A healing environment is created by ensuring that all wards look out onto tranquil garden spaces free from the activity of other hospital operations.
The work that Wolff Architects have undertaken at the Vredenburg Hospital is a major addition to an existing provincial hospital. The existing building contained several wards and significantly, the public entrance. The new extension contains the paediatric ward, theatres, support services (kitchen, workshops, laundry, etc), psychiatric ward and the administration offices.
A ring road was introduced to order activities and open space on the site. This ordering device was used to move the hospital campus from a sub-urban arrangement to a more urban arrangement. Buildings could be placed on either side of this road and a series of defined outdoor spaces could be made with views to the distant mountains. Through terracing of the outdoor spaces, the hilltop location of the site is exaggerated.
The administration building is entered on the upper floor, via a bridge, over the ring road. From the upper level one can descend to the lower level of offices which face onto a garden. The triangular garden has one open side which faces the town centre. A low wall removes the middle ground from the town view which in turn is bound by two fire escapes ascending to the upper floor.
The architectural project focussed on two primary objectives; a naturally lit interior and the development of a super-form and a sub-form.
Naturally lit interiors
To have the interior of a hospital naturally lit sounds simple enough, but it is often only partially achieved. Conventionally, the demand for deep floor plans and ceiling based MEP services means that the floor plates of a hospital are overshadowed by a layer of services which is impenetrable to light. Light is usually admitted from the facade into the wards which leaves the depth of the plan, where the staff are often located, artificially lit. Often, primary service runs are located in the ceilings above corridors and therefore they are devoid of natural light.
In this design, all habitable spaces are located on the upper floor, and therefore the opportunity existed to have the entire floor plate naturally lit. This was achieved through “combing” the MEP services into a pattern that would allow light to enter between service runs. A primary service corridor was developed on top of a line of service rooms (ablutions, storerooms, sluice rooms, etc) and adjacent to the primary circulation corridor. This move allowed the corridors to be naturally lit whilst having an easily accessible service corridor. From the service corridor, the MEP services branch off perpendicularly which allows roof lights to be located parallel to the service runs.
The roof lights were designed to separate light and heat.

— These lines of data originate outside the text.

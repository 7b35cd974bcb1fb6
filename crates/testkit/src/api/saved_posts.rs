//! Saved-post endpoints

use serde_json::json;

use super::{ApiResponse, BlogApi};
use crate::error::TestkitResult;

pub struct SavedPostsApi<'a> {
    pub(super) api: &'a BlogApi,
}

impl SavedPostsApi<'_> {
    /// Toggle whether the post is in the user's saved list.
    pub async fn toggle(&self, user_id: i64, post_id: i64) -> TestkitResult<ApiResponse> {
        self.api
            .post(
                "saved-posts/toggle",
                json!({"userId": user_id, "postId": post_id}),
            )
            .await
    }

    pub async fn list(&self, user_id: i64, page: u32, limit: u32) -> TestkitResult<ApiResponse> {
        self.api
            .get(
                "saved-posts",
                &[
                    ("userId", user_id.to_string()),
                    ("page", page.to_string()),
                    ("limit", limit.to_string()),
                ],
            )
            .await
    }
}
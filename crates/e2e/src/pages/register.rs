//! Registration page

use crate::testkit::{Page, TestkitResult};

const NAME_INPUT: &str = "input[autocomplete='name']";
const EMAIL_INPUT: &str = "input[type='email'][autocomplete='email']";
const PASSWORD_INPUT: &str = "input[autocomplete='new-password']:first-of-type";
const CONFIRM_PASSWORD_INPUT: &str = "input[autocomplete='new-password']:last-of-type";
const REGISTER_BUTTON: &str = "button[type='submit']";
const LOGIN_LINK: &str = "a[href='/login']";

pub struct RegisterPage<'a> {
    page: &'a Page,
}

impl<'a> RegisterPage<'a> {
    pub fn new(page: &'a Page) -> Self {
        Self { page }
    }

    pub async fn open(&self) -> TestkitResult<()> {
        self.page.goto("/register").await?;
        self.page.wait_visible(EMAIL_INPUT).await?;
        tracing::info!("register page open");
        Ok(())
    }

    /// Fill the form (password entered twice) and submit.
    pub async fn register(&self, name: &str, email: &str, password: &str) -> TestkitResult<()> {
        self.page.fill(NAME_INPUT, name).await?;
        self.page.fill(EMAIL_INPUT, email).await?;
        self.page.fill(PASSWORD_INPUT, password).await?;
        self.page.fill(CONFIRM_PASSWORD_INPUT, password).await?;
        self.page.click(REGISTER_BUTTON).await?;
        self.page.settle().await;
        Ok(())
    }

    pub async fn go_to_login(&self) -> TestkitResult<()> {
        self.page.click(LOGIN_LINK).await
    }

    /// True once the app navigates away from `/register`, polled for
    /// up to `timeout_ms`.
    pub async fn left_register_page(&self, timeout_ms: u64) -> TestkitResult<bool> {
        let deadline = std::time::Instant::now() + std::time::Duration::from_millis(timeout_ms);
        loop {
            let url = self.page.url().await?;
            if !url.to_lowercase().contains("/register") {
                return Ok(true);
            }
            if std::time::Instant::now() >= deadline {
                return Ok(false);
            }
            tokio::time::sleep(std::time::Duration::from_millis(250)).await;
        }
    }
}
//! Emoji reaction endpoints

use serde_json::json;

use super::{ApiResponse, BlogApi};
use crate::error::TestkitResult;

#[derive(Debug, Clone, Copy, PartialEq, Eq)]
pub enum ReactTarget {
    Post,
    Comment,
}

pub struct ReactsApi<'a> {
    pub(super) api: &'a BlogApi,
}

impl ReactsApi<'_> {
    /// React with an emoji. The backend expects the unused target id
    /// field present as an explicit null.
    pub async fn react(
        &self,
        user_id: i64,
        target_id: i64,
        emoji_id: i64,
        target: ReactTarget,
    ) -> TestkitResult<ApiResponse> {
        let (post_id, comment_id, type_name) = match target {
            ReactTarget::Post => (Some(target_id), None, "POST"),
            ReactTarget::Comment => (None, Some(target_id), "COMMENT"),
        };
        self.api
            .post(
                "user-reacts",
                json!({
                    "userId": user_id,
                    "postId": post_id,
                    "commentId": comment_id,
                    "emojiId": emoji_id,
                    "type": type_name
                }),
            )
            .await
    }

    /// All reactions on a post or comment.
    pub async fn list(&self, target_id: i64, target: ReactTarget) -> TestkitResult<ApiResponse> {
        let key = match target {
            ReactTarget::Post => "postId",
            ReactTarget::Comment => "commentId",
        };
        self.api.get("user-reacts", &[(key, target_id.to_string())]).await
    }
}
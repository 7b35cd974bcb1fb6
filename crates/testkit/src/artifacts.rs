//! Failure artifacts
//!
//! Screenshots and videos for failed tests. Every function here is
//! best-effort: artifact capture must never turn a clean failure into
//! a confusing secondary error, so problems are logged and swallowed.

use std::path::{Path, PathBuf};

use tracing::{info, warn};

use crate::browser::Page;
use crate::config::{timestamp, Settings};

/// Test names land in filenames; keep only a safe subset.
fn sanitize(name: &str) -> String {
    name.chars()
        .map(|c| {
            if c.is_ascii_alphanumeric() || c == '-' || c == '_' {
                c
            } else {
                '_'
            }
        })
        .collect()
}

/// Take a full-page screenshot of the failed test's page.
pub async fn capture_failure(settings: &Settings, page: &Page, test_name: &str) {
    let dir = settings.screenshots_dir();
    let path = dir.join(format!("FAILED_{}_{}.png", sanitize(test_name), timestamp()));
    match page.screenshot(&path, true).await {
        Ok(()) => info!("failure screenshot: {}", path.display()),
        Err(e) => warn!("failure screenshot for {} not captured: {}", test_name, e),
    }
}

/// Move a recorded video into the artifacts directory under a name
/// that identifies the failed test.
pub fn preserve_video(settings: &Settings, recorded: &Path, test_name: &str) -> Option<PathBuf> {
    let dir = settings.videos_dir();
    if let Err(e) = std::fs::create_dir_all(&dir) {
        warn!("videos dir {} not created: {}", dir.display(), e);
        return None;
    }
    let target = dir.join(format!("FAILED_{}_{}.webm", sanitize(test_name), timestamp()));
    match std::fs::rename(recorded, &target) {
        Ok(()) => {
            info!("failure video: {}", target.display());
            Some(target)
        }
        Err(e) => {
            warn!("video for {} not preserved: {}", test_name, e);
            None
        }
    }
}
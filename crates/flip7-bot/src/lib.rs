pub mod strategy;

pub use strategy::{
    HAND_SIZE_LIMITS, HIGH_VALUE_THRESHOLDS, InvalidStrategyConfig, SCORE_THRESHOLDS,
    StrategyConfig, ThresholdStrategy, catalog, catalog_from_sets,
};
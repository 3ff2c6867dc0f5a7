use std::fs::{self, File};
use std::path::{Path, PathBuf};

use anyhow::{Context, Result};
use tracing::Level;
use tracing_appender::non_blocking::{self, WorkerGuard};
use tracing_subscriber::fmt::format::FmtSpan;
use tracing_subscriber::{EnvFilter, fmt};

use crate::config::{LoggingConfig, ResolvedOutputs};

pub struct LoggingGuard {
    _guard: WorkerGuard,
    pub telemetry_path: PathBuf,
}

/// Installs a JSON tracing subscriber writing next to the summary file.
/// Returns `None` when structured logging is disabled.
pub fn init_logging(
    logging: &LoggingConfig,
    outputs: &ResolvedOutputs,
) -> Result<Option<LoggingGuard>> {
    if !logging.enable_structured {
        return Ok(None);
    }

    let telemetry_dir = outputs
        .summary_md
        .parent()
        .map(Path::to_path_buf)
        .unwrap_or_else(|| PathBuf::from("."));
    fs::create_dir_all(&telemetry_dir).with_context(|| {
        format!(
            "creating telemetry directory at {}",
            telemetry_dir.display()
        )
    })?;

    let telemetry_path = telemetry_dir.join("telemetry.jsonl");
    let file = File::create(&telemetry_path)
        .with_context(|| format!("creating telemetry file at {}", telemetry_path.display()))?;

    let (writer, guard) = non_blocking::NonBlockingBuilder::default()
        .lossy(false)
        .finish(file);

    let level = logging.level().unwrap_or(Level::INFO);
    let filter =
        EnvFilter::try_from_default_env().unwrap_or_else(|_| EnvFilter::new(level.as_str()));

    let subscriber = fmt::Subscriber::builder()
        .with_env_filter(filter)
        .json()
        .with_current_span(false)
        .with_span_events(FmtSpan::NONE)
        .with_writer(writer)
        .finish();

    // Ignore error if a global subscriber is already set (e.g., when running in tests)
    let _ = tracing::subscriber::set_global_default(subscriber);

    Ok(Some(LoggingGuard {
        _guard: guard,
        telemetry_path,
    }))
}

The roof lights have reflective baffles inside them which allows direct sunlight through in winter, but only reflected light in summer. The outer layer of glass encloses a ventilated void which allows heat to escape.
The design of the roof lights allow the hospital to have a 80% daylight autonomy.
Super-form and sub-form
The architecture of hospitals is often overpowered by technical and functional demands. To make matters worse, changes to the fabric and the services over time, systematically removes any architectural quality from the original building by attrition. To allow for adjustment over time, the additions to the Vredenburg Hospital were designed as two autonomous architectural systems: a super-form and a sub-form. The super-form is the physical framework which sets up primary relationships with the city, the outdoor spatial system, with light and the large scale circulation through the building. The super-form is the most permanent part of the building and in this case is achieved through a normative construction system, The sub-form is the plethora of cellular rooms, all of which could be changed without any substantial effect on the super-form.
In this hospital, the super-form takes the form of an autonomous roof. Substantial inspiration was drawn from the way sub-urban shopping malls are constructed; a single roofing system over the entire plan with the only fixes being the points, where light enters the plan. The plan form becomes changeable but the quality and pattern of light are non-negotiable. The roof is shaped as a series of undulating bays, the size of which corresponds with a typical ward width. The roof lights are in the centre of each bay. When primary access doors are located under the roof light and service doors are located away from the primary light points then spaces with multiple doors become much more readable; the roof establishes a plan order below it. The normative construction system achieves lower construction costs and in its repetition makes for a consistent manner in which MEP services are located within the plan and the section of the roof.
The super-form establishes a consistent architectural language over the entire plan; the surgeons have the same space as the cleaners. This consistent architectural treatment is fundamental in a society where the unequal treatment of people has been entrenched over centuries and architecture been deeply complicit in maintaining such inequality.